The first neighborhood turn off I came to, I exited as fast as I could and hoped the truck went on about their business. It worked! Relief washed over me. My sleeping baby never knew that we had just been the victims of road rage.
In the U.S., almost 66% of traffic related deaths are caused by aggressive driving. This doesn’t mean all traffic deaths are because of road rage but all road rage is aggressive driving.
If you’re not sure if you are guilty of road rage, ask yourself these questions:
Have you ever used angry or obscene gestures at another driver?
Are you quick to honk your horn at others?
Do you tailgate the car in front of you to encourage them to speed up?
Is flashing your headlights how you let other cars know to get our of your way?
Do you consistently run red lights because you’re in a hurry?
Are you a speeder every time you drive?
The truth hurts a little doesn’t it? Every one of those questions involve an aggressive driver and could cause you more heartache than you’d ever want to know.
If you answered yes to all of them, let this post be a wake up call for you to take control of yourself now.
After I got a taste of my own medicine with the truck, I totally changed the way I drove. My precious cargo is depending on me to keep us safe. I now practice defensive driving every single time I drive.
Defensive driving to me means that I stay aware of what’s going on around me. I leave on time so there’s no need to rush to my destination. Texting is a big no-no and I use speaker-phone or blue-tooth for calls. I watch my speed and use my blinker. Not using a blinker is a huge road rage maker.
My biggest success was the change in my attitude. By allowing the other drivers grace, it allowed me to be chill. It made me feel like I was doing good deeds and I no longer got angry at the other drivers for perceived transgressions.
If a tailgater is behind me, I change lanes to let them pass or I will pull over. It’s that simple. It might seem like excessive courtesy to the other driver but really, it’s what makes me feel better and I get home safely with my child.

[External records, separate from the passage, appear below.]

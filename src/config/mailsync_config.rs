//! mailsync configuration file handling
//!
//! Loads and manages the ~/.config/mailsync/config.yaml file.

use crate::Result;
use serde::{Deserialize, Serialize};
use std::fs;
use std::path::{Path, PathBuf};
use std::time::Duration;

/// Poll cadence
#[derive(Debug, Clone, Serialize, Deserialize)]
pub struct PollConfig {
    /// Base interval between polls of one mailbox
    #[serde(default = "default_poll_interval")]
    pub interval_secs: u64,

    /// Upper bound of the random per-mailbox offset added to the interval
    #[serde(default = "default_poll_jitter")]
    pub jitter_secs: u64,

    /// How often the dispatcher checks which mailboxes are due
    #[serde(default = "default_dispatch_tick")]
    pub dispatch_tick_ms: u64,
}

fn default_poll_interval() -> u64 {
    60
}

fn default_poll_jitter() -> u64 {
    5
}

fn default_dispatch_tick() -> u64 {
    1000
}

impl Default for PollConfig {
    fn default() -> Self {
        Self {
            interval_secs: default_poll_interval(),
            jitter_secs: default_poll_jitter(),
            dispatch_tick_ms: default_dispatch_tick(),
        }
    }
}

/// Reconnect backoff
#[derive(Debug, Clone, Serialize, Deserialize)]
pub struct BackoffSettings {
    #[serde(default = "default_backoff_base")]
    pub base_secs: u64,

    #[serde(default = "default_backoff_max")]
    pub max_secs: u64,

    #[serde(default = "default_backoff_multiplier")]
    pub multiplier: f64,

    /// Add up to 25% random jitter to each delay. Off by default so delays
    /// follow base * 2^n exactly.
    #[serde(default)]
    pub jitter: bool,
}

fn default_backoff_base() -> u64 {
    5
}

fn default_backoff_max() -> u64 {
    300
}

fn default_backoff_multiplier() -> f64 {
    2.0
}

fn default_true() -> bool {
    true
}

impl Default for BackoffSettings {
    fn default() -> Self {
        Self {
            base_secs: default_backoff_base(),
            max_secs: default_backoff_max(),
            multiplier: default_backoff_multiplier(),
            jitter: false,
        }
    }
}

/// New-message notifications
#[derive(Debug, Clone, Default, Serialize, Deserialize)]
pub struct NotificationConfig {
    /// Webhook URL; notifications are disabled when unset
    #[serde(default, skip_serializing_if = "Option::is_none")]
    pub endpoint: Option<String>,

    #[serde(default = "default_notification_timeout")]
    pub timeout_secs: u64,
}

fn default_notification_timeout() -> u64 {
    10
}

/// Control-plane HTTP API
#[derive(Debug, Clone, Serialize, Deserialize)]
pub struct ApiConfig {
    /// Serve the API alongside the sync daemon
    #[serde(default = "default_true")]
    pub enabled: bool,

    #[serde(default = "default_listen")]
    pub listen: String,
}

fn default_listen() -> String {
    "127.0.0.1:8086".to_string()
}

impl Default for ApiConfig {
    fn default() -> Self {
        Self {
            enabled: true,
            listen: default_listen(),
        }
    }
}

/// Top-level configuration
#[derive(Debug, Clone, Serialize, Deserialize)]
pub struct MailsyncConfig {
    /// Shard identifier owned by this worker
    #[serde(default = "default_instance_id")]
    pub instance_id: String,

    #[serde(default = "default_database_path")]
    pub database_path: PathBuf,

    /// Folder used for mailboxes created without one
    #[serde(default = "default_folder")]
    pub folder: String,

    #[serde(default)]
    pub poll: PollConfig,

    #[serde(default = "default_reconcile_interval")]
    pub reconcile_interval_secs: u64,

    #[serde(default)]
    pub backoff: BackoffSettings,

    #[serde(default)]
    pub notifications: NotificationConfig,

    #[serde(default)]
    pub api: ApiConfig,

    /// How long shutdown waits for managers before aborting them
    #[serde(default = "default_shutdown_grace")]
    pub shutdown_grace_secs: u64,

    /// Consecutive parse failures before a message is skipped (0 never skips)
    #[serde(default = "default_max_parse_attempts")]
    pub max_parse_attempts: u32,

    /// Timeout for a single protocol command
    #[serde(default = "default_protocol_timeout")]
    pub protocol_timeout_secs: u64,
}

fn default_instance_id() -> String {
    hostname::get()
        .ok()
        .and_then(|h| h.into_string().ok())
        .unwrap_or_else(|| "mailsync-0".to_string())
}

fn default_database_path() -> PathBuf {
    let mut path = config_dir();
    path.push("mailsync.db");
    path
}

fn default_folder() -> String {
    "INBOX".to_string()
}

fn default_reconcile_interval() -> u64 {
    30
}

fn default_shutdown_grace() -> u64 {
    10
}

fn default_max_parse_attempts() -> u32 {
    5
}

fn default_protocol_timeout() -> u64 {
    60
}

fn config_dir() -> PathBuf {
    // Always use ~/.config for consistency across platforms (macOS, Linux)
    let mut path = dirs::home_dir().unwrap_or_else(|| PathBuf::from("."));
    path.push(".config");
    path.push("mailsync");
    path
}

impl MailsyncConfig {
    /// Configuration with every field at its default
    pub fn new() -> Self {
        Self {
            instance_id: default_instance_id(),
            database_path: default_database_path(),
            folder: default_folder(),
            poll: PollConfig::default(),
            reconcile_interval_secs: default_reconcile_interval(),
            backoff: BackoffSettings::default(),
            notifications: NotificationConfig::default(),
            api: ApiConfig::default(),
            shutdown_grace_secs: default_shutdown_grace(),
            max_parse_attempts: default_max_parse_attempts(),
            protocol_timeout_secs: default_protocol_timeout(),
        }
    }

    /// Load configuration from the default path (~/.config/mailsync/config.yaml)
    pub fn load_default() -> Result<Self> {
        let path = Self::default_path();
        Self::load(&path)
    }

    /// Load configuration from a specific path
    pub fn load(path: impl AsRef<Path>) -> Result<Self> {
        let path = path.as_ref();

        if !path.exists() {
            return Err(crate::MailsyncError::Config(format!(
                "Config file not found: {}",
                path.display()
            )));
        }

        tracing::info!(path = %path.display(), "Loading mailsync configuration");

        let content = fs::read_to_string(path)?;
        let config: Self = serde_yaml::from_str(&content)?;

        tracing::debug!(
            instance_id = %config.instance_id,
            poll_interval_secs = config.poll.interval_secs,
            "Configuration loaded successfully"
        );

        Ok(config)
    }

    /// Load from `path` if given, else the default path, else defaults
    pub fn load_or_default(path: Option<&Path>) -> Result<Self> {
        match path {
            Some(path) => Self::load(path),
            None if Self::default_path().exists() => Self::load_default(),
            None => Ok(Self::new()),
        }
    }

    /// Save configuration to the default path
    pub fn save_default(&self) -> Result<()> {
        let path = Self::default_path();
        self.save(&path)
    }

    /// Save configuration to a specific path
    pub fn save(&self, path: impl AsRef<Path>) -> Result<()> {
        let path = path.as_ref();

        if let Some(parent) = path.parent() {
            fs::create_dir_all(parent)?;
        }

        tracing::info!(path = %path.display(), "Saving mailsync configuration");

        let yaml = serde_yaml::to_string(self)?;
        fs::write(path, yaml)?;

        Ok(())
    }

    /// Get the default config path (~/.config/mailsync/config.yaml)
    pub fn default_path() -> PathBuf {
        let mut path = config_dir();
        path.push("config.yaml");
        path
    }

    pub fn poll_interval(&self) -> Duration {
        Duration::from_secs(self.poll.interval_secs)
    }

    pub fn poll_jitter(&self) -> Duration {
        Duration::from_secs(self.poll.jitter_secs)
    }

    pub fn dispatch_tick(&self) -> Duration {
        Duration::from_millis(self.poll.dispatch_tick_ms)
    }

    pub fn reconcile_interval(&self) -> Duration {
        Duration::from_secs(self.reconcile_interval_secs)
    }

    pub fn shutdown_grace(&self) -> Duration {
        Duration::from_secs(self.shutdown_grace_secs)
    }

    pub fn protocol_timeout(&self) -> Duration {
        Duration::from_secs(self.protocol_timeout_secs)
    }
}

impl Default for MailsyncConfig {
    fn default() -> Self {
        Self::new()
    }
}
//! Per-mailbox sync cursor

use super::MailboxId;
use chrono::{DateTime, Utc};
use serde::{Deserialize, Serialize};

/// Incremental sync progress for one mailbox
///
/// `cursor` is the highest remote UID whose message is durably stored (or
/// confirmed already stored). It never decreases.
/// `initial_sync_completed_at` is set once on first successful connect and
/// never cleared.
#[derive(Debug, Clone, PartialEq, Eq, Serialize, Deserialize)]
pub struct SyncState {
    pub mailbox_id: MailboxId,
    pub cursor: u32,
    pub initial_sync_completed_at: Option<DateTime<Utc>>,
    pub last_synced_at: Option<DateTime<Utc>>,
}

impl SyncState {
    /// Fresh state for a mailbox seen for the first time
    pub fn new(mailbox_id: MailboxId) -> Self {
        Self {
            mailbox_id,
            cursor: 0,
            initial_sync_completed_at: None,
            last_synced_at: None,
        }
    }

    /// Whether baseline-and-skip has already happened
    pub fn is_baselined(&self) -> bool {
        self.initial_sync_completed_at.is_some()
    }

    /// State after baseline-and-skip against a folder whose next UID is `uid_next`
    ///
    /// Everything below `uid_next` is treated as history and never fetched.
    pub fn baselined(&self, uid_next: u32, now: DateTime<Utc>) -> Self {
        let mut next = self.clone();
        next.cursor = next.cursor.max(uid_next.saturating_sub(1));
        next.initial_sync_completed_at.get_or_insert(now);
        next
    }

    /// State with the cursor moved to `uid`; lower values leave it unchanged
    pub fn advanced_to(&self, uid: u32) -> Self {
        let mut next = self.clone();
        next.cursor = next.cursor.max(uid);
        next
    }
}

#[cfg(test)]
mod tests {
    use super::*;

    #[test]
    fn test_new_state_is_not_baselined() {
        let state = SyncState::new(3);
        assert_eq!(state.cursor, 0);
        assert!(!state.is_baselined());
        assert!(state.last_synced_at.is_none());
    }

    #[test]
    fn test_baseline_skips_history() {
        let state = SyncState::new(3).baselined(101, Utc::now());
        assert_eq!(state.cursor, 100);
        assert!(state.is_baselined());
    }

    #[test]
    fn test_baseline_on_empty_folder() {
        let state = SyncState::new(3).baselined(1, Utc::now());
        assert_eq!(state.cursor, 0);
        assert!(state.is_baselined());

        let state = SyncState::new(3).baselined(0, Utc::now());
        assert_eq!(state.cursor, 0);
    }

    #[test]
    fn test_baseline_keeps_original_timestamp() {
        let first = Utc::now() - chrono::Duration::days(1);
        let state = SyncState::new(3).baselined(10, first);
        let again = state.baselined(50, Utc::now());
        assert_eq!(again.initial_sync_completed_at, Some(first));
    }

    #[test]
    fn test_cursor_never_moves_backwards() {
        let state = SyncState::new(3).advanced_to(40);
        assert_eq!(state.advanced_to(12).cursor, 40);
        assert_eq!(state.advanced_to(41).cursor, 41);
    }
}
//! Outbound new-message notifications
//!
//! Notifications are best-effort: one delivery attempt per stored message,
//! failures are logged and never retried.

mod webhook;

pub use webhook::WebhookNotifier;

use crate::model::{MailboxId, NewMessage};
use async_trait::async_trait;
use chrono::{DateTime, Utc};
use serde::{Deserialize, Serialize};
use thiserror::Error;

/// Delivery failures
#[derive(Error, Debug)]
pub enum DeliveryError {
    #[error("delivery transport failed: {0}")]
    Transport(String),

    #[error("endpoint rejected notification ({status}): {body}")]
    Rejected { status: u16, body: String },
}

impl From<reqwest::Error> for DeliveryError {
    fn from(err: reqwest::Error) -> Self {
        DeliveryError::Transport(err.to_string())
    }
}

/// Projection of a newly stored message
#[derive(Debug, Clone, PartialEq, Eq, Serialize, Deserialize)]
#[serde(rename_all = "camelCase")]
pub struct NotificationEvent {
    pub mailbox_id: MailboxId,
    pub message_row_id: i64,
    pub uid: u32,
    #[serde(skip_serializing_if = "Option::is_none")]
    pub message_id: Option<String>,
    #[serde(skip_serializing_if = "Option::is_none")]
    pub sender: Option<String>,
    pub recipients: Vec<String>,
    #[serde(skip_serializing_if = "Option::is_none")]
    pub subject: Option<String>,
    pub has_attachments: bool,
    pub received_at: DateTime<Utc>,
}

impl NotificationEvent {
    pub fn new(message_row_id: i64, message: &NewMessage) -> Self {
        Self {
            mailbox_id: message.mailbox_id,
            message_row_id,
            uid: message.uid,
            message_id: message.message_id.clone(),
            sender: message.sender.clone(),
            recipients: message.recipients.clone(),
            subject: message.subject.clone(),
            has_attachments: message.has_attachments,
            received_at: message.received_at,
        }
    }
}

/// Destination for new-message events
#[async_trait]
pub trait NotificationSink: Send + Sync {
    async fn deliver(&self, event: &NotificationEvent) -> Result<(), DeliveryError>;
}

If you think you are a victim of road rage, here are some tips that may help defuse the situation:
Avoid reactions, the aggressive driver wants you to play their game
Don’t make eye contact, if the other driver person can’t get you to engage, then it’s no fun
Resist honking your horn, that will only let the other driver know you’re ready to participate
Refrain from any hostile or obscene gestures
These are only suggestions. If you feel threatened or otherwise are scared it’s escalated too far, call911. These instances are rare but do happen. I’m not trying to upset you, but want you to be aware of them.
As a reformed road rage driver, I think back to the other mother and wished I had showed her some grace and not been such a grouch. Plenty of times now, I have “moved” over. Or shown courtesy to an undeserving driver.
I don’t really do it for the other driver but for my family and for me. Everyone has a whoopsie moment, it doesn’t cost anything to forgive or be kind. I choose grace.